* **TASK INSTRUCTIONS**
Search the entries for the word "entry" and report each line that has it.

* **MATERIAL PROVIDED**

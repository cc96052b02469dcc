//! Date/time helpers for timestamps stored by SQLite.

use chrono::{DateTime, NaiveDateTime, Utc};

/// Format produced by SQLite's `datetime('now')`.
const SQLITE_FORMAT: &str = "%Y-%m-%d %H:%M:%S";

/// Parse a stored timestamp (SQLite format or RFC 3339) as UTC.
pub fn parse_utc(datetime_str: &str) -> Option<DateTime<Utc>> {
    if let Ok(dt) = DateTime::parse_from_rfc3339(datetime_str) {
        return Some(dt.with_timezone(&Utc));
    }
    NaiveDateTime::parse_from_str(datetime_str, SQLITE_FORMAT)
        .ok()
        .map(|naive| naive.and_utc())
}

/// Convert a stored timestamp to RFC 3339 (e.g. `2024-01-15T10:30:00Z`).
///
/// Returns the input unchanged if it cannot be parsed.
pub fn to_rfc3339(datetime_str: &str) -> String {
    match parse_utc(datetime_str) {
        Some(dt) => dt.to_rfc3339_opts(chrono::SecondsFormat::Secs, true),
        None => datetime_str.to_string(),
    }
}
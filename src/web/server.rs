//! Web server for the registration service.

use std::net::SocketAddr;
use std::sync::Arc;

use axum::Router;
use tokio::net::TcpListener;

use crate::config::WebConfig;
use crate::registration::Workflow;
use crate::{RegistrarError, Result};

use super::handlers::AppState;
use super::middleware::{ForwardAuthState, RateLimitState};
use super::router::{create_health_router, create_router, create_swagger_router};

/// Web server for the API.
pub struct WebServer {
    /// Server address.
    addr: SocketAddr,
    /// Application state.
    app_state: Arc<AppState>,
    /// Forward-auth settings.
    auth_state: Arc<ForwardAuthState>,
    /// Submission rate limiter.
    rate_limit: Arc<RateLimitState>,
    /// Web configuration.
    web_config: WebConfig,
}

impl WebServer {
    /// Create a new web server.
    pub fn new(config: &WebConfig, workflow: Arc<Workflow>) -> Result<Self> {
        let addr = format!("{}:{}", config.host, config.port)
            .parse()
            .map_err(|e| {
                RegistrarError::Config(format!(
                    "invalid web address {}:{}: {e}",
                    config.host, config.port
                ))
            })?;

        Ok(Self {
            addr,
            app_state: Arc::new(AppState::new(workflow)),
            auth_state: Arc::new(ForwardAuthState::from_config(config)?),
            rate_limit: Arc::new(RateLimitState::from_config(config)),
            web_config: config.clone(),
        })
    }

    /// Get the server address.
    pub fn addr(&self) -> SocketAddr {
        self.addr
    }

    /// Build the complete application router.
    pub fn router(&self) -> Router {
        create_router(
            self.app_state.clone(),
            self.auth_state.clone(),
            self.rate_limit.clone(),
            &self.web_config.cors_origins,
        )
        .merge(create_health_router())
        .merge(create_swagger_router())
    }

    async fn bind(self) -> Result<(TcpListener, Router, SocketAddr)> {
        let router = self.router();
        let listener = TcpListener::bind(self.addr).await?;
        let local_addr = listener.local_addr()?;

        self.rate_limit.clone().start_cleanup_task();

        tracing::info!(
            header = %self.auth_state.header(),
            rate_limit = self.rate_limit.requests_per_minute(),
            trust_proxy_headers = self.rate_limit.trusts_proxy_headers(),
            "Web server listening on http://{}",
            local_addr
        );
        Ok((listener, router, local_addr))
    }

    /// Run the web server.
    pub async fn run(self) -> Result<()> {
        let (listener, router, _) = self.bind().await?;
        axum::serve(
            listener,
            router.into_make_service_with_connect_info::<SocketAddr>(),
        )
        .await?;
        Ok(())
    }

    /// Run the server in the background and return the actual bound address.
    ///
    /// This is useful for testing when binding to port 0.
    pub async fn run_with_addr(self) -> Result<SocketAddr> {
        let (listener, router, local_addr) = self.bind().await?;

        tokio::spawn(async move {
            if let Err(e) = axum::serve(
                listener,
                router.into_make_service_with_connect_info::<SocketAddr>(),
            )
            .await
            {
                tracing::error!("Web server error: {}", e);
            }
        });

        Ok(local_addr)
    }
}
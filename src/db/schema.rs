//! Database schema and migrations for Registrar.
//!
//! Migrations are applied in order when the database is opened. The
//! `schema_version` table records which ones have run.

/// Database migrations.
pub const MIGRATIONS: &[&str] = &[
    // v1: registration requests
    r#"
CREATE TABLE registration_requests (
    id                  INTEGER PRIMARY KEY AUTOINCREMENT,
    username            TEXT NOT NULL,
    email               TEXT NOT NULL,
    first_name          TEXT NOT NULL,
    last_name           TEXT NOT NULL,
    reason              TEXT NOT NULL DEFAULT '',
    status              TEXT NOT NULL DEFAULT 'pending'
                        CHECK (status IN ('pending', 'approved', 'rejected')),
    ip_address          TEXT,
    user_agent          TEXT,
    created_at          TEXT NOT NULL DEFAULT (datetime('now')),
    reviewed_at         TEXT,
    reviewed_by         TEXT,
    rejection_reason    TEXT
);

-- At most one open request per username / email
CREATE UNIQUE INDEX idx_requests_pending_username
    ON registration_requests(username) WHERE status = 'pending';
CREATE UNIQUE INDEX idx_requests_pending_email
    ON registration_requests(email) WHERE status = 'pending';

CREATE INDEX idx_requests_status ON registration_requests(status, created_at);
CREATE INDEX idx_requests_username ON registration_requests(username);

CREATE TRIGGER registration_requests_no_delete
BEFORE DELETE ON registration_requests
BEGIN
    SELECT RAISE(ABORT, 'registration requests are never deleted');
END;
"#,
    // v2: append-only audit log
    r#"
CREATE TABLE audit_log (
    id                  INTEGER PRIMARY KEY AUTOINCREMENT,
    request_id          INTEGER NOT NULL REFERENCES registration_requests(id),
    action              TEXT NOT NULL,
    username            TEXT NOT NULL,
    email               TEXT NOT NULL,
    first_name          TEXT NOT NULL,
    last_name           TEXT NOT NULL,
    reason              TEXT NOT NULL DEFAULT '',
    ip_address          TEXT,
    user_agent          TEXT,
    request_created_at  TEXT NOT NULL,
    performed_by        TEXT NOT NULL,
    rejection_reason    TEXT,
    details             TEXT,
    timestamp           TEXT NOT NULL DEFAULT (datetime('now'))
);

CREATE INDEX idx_audit_log_request_id ON audit_log(request_id);
CREATE INDEX idx_audit_log_username ON audit_log(username);

CREATE TRIGGER audit_log_no_update
BEFORE UPDATE ON audit_log
BEGIN
    SELECT RAISE(ABORT, 'audit log is append-only');
END;

CREATE TRIGGER audit_log_no_delete
BEFORE DELETE ON audit_log
BEGIN
    SELECT RAISE(ABORT, 'audit log is append-only');
END;
"#,
];
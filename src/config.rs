//! Configuration module for Registrar.

use serde::Deserialize;
use std::path::Path;

use crate::directory::escape_directory_dn;
use crate::{RegistrarError, Result};

/// Database configuration.
#[derive(Debug, Clone, Deserialize)]
pub struct DatabaseConfig {
    /// Path to the SQLite database file.
    #[serde(default = "default_db_path")]
    pub path: String,
}

fn default_db_path() -> String {
    "data/registrations.db".to_string()
}

impl Default for DatabaseConfig {
    fn default() -> Self {
        Self {
            path: default_db_path(),
        }
    }
}

/// Which directory implementation to talk to.
#[derive(Debug, Clone, Copy, PartialEq, Eq, Deserialize, Default)]
#[serde(rename_all = "lowercase")]
pub enum DirectoryBackend {
    /// A real LDAP server.
    #[default]
    Ldap,
    /// Process-local directory, for development only.
    Memory,
}

/// Directory (LDAP) configuration.
#[derive(Debug, Clone, Deserialize)]
pub struct DirectoryConfig {
    /// Directory implementation.
    #[serde(default)]
    pub backend: DirectoryBackend,
    /// LDAP server host.
    #[serde(default = "default_ldap_host")]
    pub host: String,
    /// LDAP server port.
    #[serde(default = "default_ldap_port")]
    pub port: u16,
    /// Use `ldaps://` instead of `ldap://`.
    #[serde(default)]
    pub use_ssl: bool,
    /// Upgrade the plain connection with StartTLS.
    #[serde(default)]
    pub use_starttls: bool,
    /// Base DN suffix (e.g. `dc=example,dc=com`).
    #[serde(default = "default_base_dn")]
    pub base_dn: String,
    /// Organizational unit holding user entries.
    #[serde(default = "default_people_ou")]
    pub people_ou: String,
    /// Username of the privileged bind identity.
    #[serde(default = "default_admin_user")]
    pub admin_user: String,
    /// File holding the bind password. Takes precedence over `bind_password`.
    #[serde(default)]
    pub bind_password_file: Option<String>,
    /// Inline bind password (prefer `bind_password_file`).
    #[serde(default)]
    pub bind_password: String,
    /// Upper bound for a single directory operation, in seconds.
    #[serde(default = "default_ldap_timeout")]
    pub timeout_secs: u64,
}
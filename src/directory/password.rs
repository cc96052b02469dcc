//! Initial password generation for new directory entries.

use rand::Rng;

/// Length of generated passwords.
pub const GENERATED_PASSWORD_LENGTH: usize = 24;

/// Letters, digits and punctuation that survives mail clients and shells.
const ALPHABET: &[u8] =
    b"ABCDEFGHIJKLMNOPQRSTUVWXYZabcdefghijklmnopqrstuvwxyz0123456789!#$%&*+-=?@^_";

/// Generate a random initial password.
///
/// Uses `rand::rng()`, the thread-local ChaCha generator seeded from the
/// operating system, which is suitable for credentials.
pub fn generate_password() -> String {
    let mut rng = rand::rng();
    (0..GENERATED_PASSWORD_LENGTH)
        .map(|_| ALPHABET[rng.random_range(0..ALPHABET.len())] as char)
        .collect()
}
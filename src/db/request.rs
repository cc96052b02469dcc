//! Registration request entity.

use std::fmt;
use std::str::FromStr;

use serde::{Deserialize, Serialize};

/// Lifecycle state of a registration request.
#[derive(Debug, Clone, Copy, PartialEq, Eq, Hash, Serialize, Deserialize, sqlx::Type)]
#[serde(rename_all = "lowercase")]
#[sqlx(rename_all = "lowercase")]
pub enum RequestStatus {
    /// Waiting for an admin decision.
    Pending,
    /// Approved; a directory entry was created at least once.
    Approved,
    /// Rejected by an admin.
    Rejected,
}

impl RequestStatus {
    /// Convert to string representation.
    pub fn as_str(&self) -> &'static str {
        match self {
            RequestStatus::Pending => "pending",
            RequestStatus::Approved => "approved",
            RequestStatus::Rejected => "rejected",
        }
    }

    /// Whether `self → to` is a legal transition.
    ///
    /// `approved → approved` is the recreation of a directory entry that went
    /// missing; `rejected → approved` is a re-approval.
    pub fn can_transition_to(&self, to: RequestStatus) -> bool {
        matches!(
            (self, to),
            (RequestStatus::Pending, RequestStatus::Approved)
                | (RequestStatus::Pending, RequestStatus::Rejected)
                | (RequestStatus::Rejected, RequestStatus::Approved)
                | (RequestStatus::Approved, RequestStatus::Approved)
        )
    }
}

impl fmt::Display for RequestStatus {
    fn fmt(&self, f: &mut fmt::Formatter<'_>) -> fmt::Result {
        f.write_str(self.as_str())
    }
}

impl FromStr for RequestStatus {
    type Err = String;

    fn from_str(s: &str) -> Result<Self, Self::Err> {
        match s {
            "pending" => Ok(RequestStatus::Pending),
            "approved" => Ok(RequestStatus::Approved),
            "rejected" => Ok(RequestStatus::Rejected),
            _ => Err(format!("unknown request status: {s}")),
        }
    }
}

/// Registration request entity.
#[derive(Debug, Clone, PartialEq, Eq, sqlx::FromRow)]
pub struct RegistrationRequest {
    /// Request ID.
    pub id: i64,
    /// Requested username (lowercase).
    pub username: String,
    /// Contact email (lowercase).
    pub email: String,
    /// Given name.
    pub first_name: String,
    /// Surname.
    pub last_name: String,
    /// Free-text reason supplied by the requester.
    pub reason: String,
    /// Current status.
    pub status: RequestStatus,
    /// Client IP at submission.
    pub ip_address: Option<String>,
    /// Client user agent at submission.
    pub user_agent: Option<String>,
    /// Submission timestamp.
    pub created_at: String,
    /// Timestamp of the last admin decision.
    pub reviewed_at: Option<String>,
    /// Admin who made the last decision.
    pub reviewed_by: Option<String>,
    /// Reason given on rejection. Cleared on re-approval.
    pub rejection_reason: Option<String>,
}

/// Data for a new registration request.
///
/// Values are expected to be normalized and validated already.
#[derive(Debug, Clone, Default, PartialEq, Eq)]
pub struct NewRequest {
    pub username: String,
    pub email: String,
    pub first_name: String,
    pub last_name: String,
    pub reason: String,
    pub ip_address: Option<String>,
    pub user_agent: Option<String>,
}

impl NewRequest {
    /// Create a new request with the required fields.
    pub fn new(
        username: impl Into<String>,
        email: impl Into<String>,
        first_name: impl Into<String>,
        last_name: impl Into<String>,
    ) -> Self {
        Self {
            username: username.into(),
            email: email.into(),
            first_name: first_name.into(),
            last_name: last_name.into(),
            ..Default::default()
        }
    }

    /// Set the free-text reason.
    pub fn with_reason(mut self, reason: impl Into<String>) -> Self {
        self.reason = reason.into();
        self
    }

    /// Set the client provenance.
    pub fn with_client(mut self, ip_address: Option<String>, user_agent: Option<String>) -> Self {
        self.ip_address = ip_address;
        self.user_agent = user_agent;
        self
    }
}
//! API error handling.

use axum::{
    http::StatusCode,
    response::{IntoResponse, Response},
    Json,
};
use serde::Serialize;
use std::collections::HashMap;

use crate::registration::WorkflowError;

/// API error codes.
#[derive(Debug, Clone, Copy, PartialEq, Eq, Serialize)]
#[serde(rename_all = "SCREAMING_SNAKE_CASE")]
pub enum ErrorCode {
    /// Bad request (400).
    BadRequest,
    /// Unauthorized (401).
    Unauthorized,
    /// Forbidden (403).
    Forbidden,
    /// Not found (404).
    NotFound,
    /// Conflict (409).
    Conflict,
    /// Validation error (422) - for field-level validation errors.
    ValidationError,
    /// Rate limit exceeded (429).
    TooManyRequests,
    /// Internal server error (500).
    InternalError,
    /// A dependency is down; the client may retry (503).
    ServiceUnavailable,
}

impl ErrorCode {
    /// Get the HTTP status code for this error.
    pub fn status_code(&self) -> StatusCode {
        match self {
            ErrorCode::BadRequest => StatusCode::BAD_REQUEST,
            ErrorCode::Unauthorized => StatusCode::UNAUTHORIZED,
            ErrorCode::Forbidden => StatusCode::FORBIDDEN,
            ErrorCode::NotFound => StatusCode::NOT_FOUND,
            ErrorCode::Conflict => StatusCode::CONFLICT,
            ErrorCode::ValidationError => StatusCode::UNPROCESSABLE_ENTITY,
            ErrorCode::TooManyRequests => StatusCode::TOO_MANY_REQUESTS,
            ErrorCode::InternalError => StatusCode::INTERNAL_SERVER_ERROR,
            ErrorCode::ServiceUnavailable => StatusCode::SERVICE_UNAVAILABLE,
        }
    }
}

/// API error response body.
#[derive(Debug, Serialize)]
pub struct ErrorBody {
    /// Error details.
    pub error: ErrorDetail,
}

/// Error detail.
#[derive(Debug, Serialize)]
pub struct ErrorDetail {
    /// Error code.
    pub code: ErrorCode,
    /// Human-readable message.
    pub message: String,
    /// Field-level validation error details (only present for validation errors).
    #[serde(skip_serializing_if = "Option::is_none")]
    pub details: Option<HashMap<String, Vec<String>>>,
}

/// API error type.
#[derive(Debug)]
pub struct ApiError {
    code: ErrorCode,
    message: String,
    details: Option<HashMap<String, Vec<String>>>,
}

impl ApiError {
    /// Create a new API error.
    pub fn new(code: ErrorCode, message: impl Into<String>) -> Self {
        Self {
            code,
            message: message.into(),
            details: None,
        }
    }

    /// Create a new API error with field-level details.
    pub fn with_details(
        code: ErrorCode,
        message: impl Into<String>,
        details: HashMap<String, Vec<String>>,
    ) -> Self {
        Self {
            code,
            message: message.into(),
            details: Some(details),
        }
    }

    /// Create a bad request error.
    pub fn bad_request(message: impl Into<String>) -> Self {
        Self::new(ErrorCode::BadRequest, message)
    }

    /// Create an unauthorized error.
    pub fn unauthorized(message: impl Into<String>) -> Self {
        Self::new(ErrorCode::Unauthorized, message)
    }

    /// Create a forbidden error.
    pub fn forbidden(message: impl Into<String>) -> Self {
        Self::new(ErrorCode::Forbidden, message)
    }

    /// Create a not found error.
    pub fn not_found(message: impl Into<String>) -> Self {
        Self::new(ErrorCode::NotFound, message)
    }

    /// Create a conflict error.
    pub fn conflict(message: impl Into<String>) -> Self {
        Self::new(ErrorCode::Conflict, message)
    }

    /// Create a rate limit error.
    pub fn too_many_requests(message: impl Into<String>) -> Self {
        Self::new(ErrorCode::TooManyRequests, message)
    }

    /// Create an internal server error.
    pub fn internal(message: impl Into<String>) -> Self {
        Self::new(ErrorCode::InternalError, message)
    }

    /// Create a service unavailable error.
    pub fn unavailable(message: impl Into<String>) -> Self {
        Self::new(ErrorCode::ServiceUnavailable, message)
    }

    /// Error code of this error.
    pub fn code(&self) -> ErrorCode {
        self.code
    }

    /// Create a validation error with field-level details.
    pub fn validation(details: HashMap<String, Vec<String>>) -> Self {
        Self::with_details(ErrorCode::ValidationError, "Validation failed", details)
    }

    /// Create a validation error from validator::ValidationErrors.
    pub fn from_validation_errors(errors: validator::ValidationErrors) -> Self {
        let mut details: HashMap<String, Vec<String>> = HashMap::new();

        for (field, field_errors) in errors.field_errors() {
            let messages: Vec<String> = field_errors
                .iter()
                .map(|e| {
                    e.message
                        .as_ref()
                        .map(|m| m.to_string())
                        .unwrap_or_else(|| format!("Invalid value for {}", field))
                })
                .collect();
            details.insert(field.to_string(), messages);
        }

        Self::validation(details)
    }
}

impl IntoResponse for ApiError {
    fn into_response(self) -> Response {
        let status = self.code.status_code();
        let body = ErrorBody {
            error: ErrorDetail {
                code: self.code,
                message: self.message,
                details: self.details,
            },
        };
        (status, Json(body)).into_response()
    }
}

impl std::fmt::Display for ApiError {
    fn fmt(&self, f: &mut std::fmt::Formatter<'_>) -> std::fmt::Result {
        write!(f, "{:?}: {}", self.code, self.message)
    }
}

impl std::error::Error for ApiError {}

impl From<WorkflowError> for ApiError {
    fn from(err: WorkflowError) -> Self {
        match err {
            WorkflowError::ValidationFailed(e) => {
                let mut details = HashMap::new();
                details.insert(e.field().to_string(), vec![e.to_string()]);
                ApiError::with_details(ErrorCode::ValidationError, e.to_string(), details)
            }
            WorkflowError::DuplicateUsername(_) | WorkflowError::DuplicateEmail(_) => {
                ApiError::conflict(err.to_string())
            }
            WorkflowError::NotFound(_) => ApiError::not_found(err.to_string()),
            WorkflowError::StaleState { .. } => ApiError::conflict(err.to_string()),
            WorkflowError::DirectoryConflict(_) => ApiError::conflict(err.to_string()),
            WorkflowError::DirectoryUnavailable(_) => {
                ApiError::unavailable("The directory is currently unavailable, please try again")
            }
            WorkflowError::DirectoryRejected(_)
            | WorkflowError::StoreInconsistent(_)
            | WorkflowError::Store(_) => {
                tracing::error!(error = %err, "Workflow failed");
                ApiError::internal("An internal error occurred")
            }
        }
    }
}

* **RESULT FOR THIS TASK**
    /// Approved; a directory entry was created at least once.
    /// `approved → approved` is the recreation of a directory entry that went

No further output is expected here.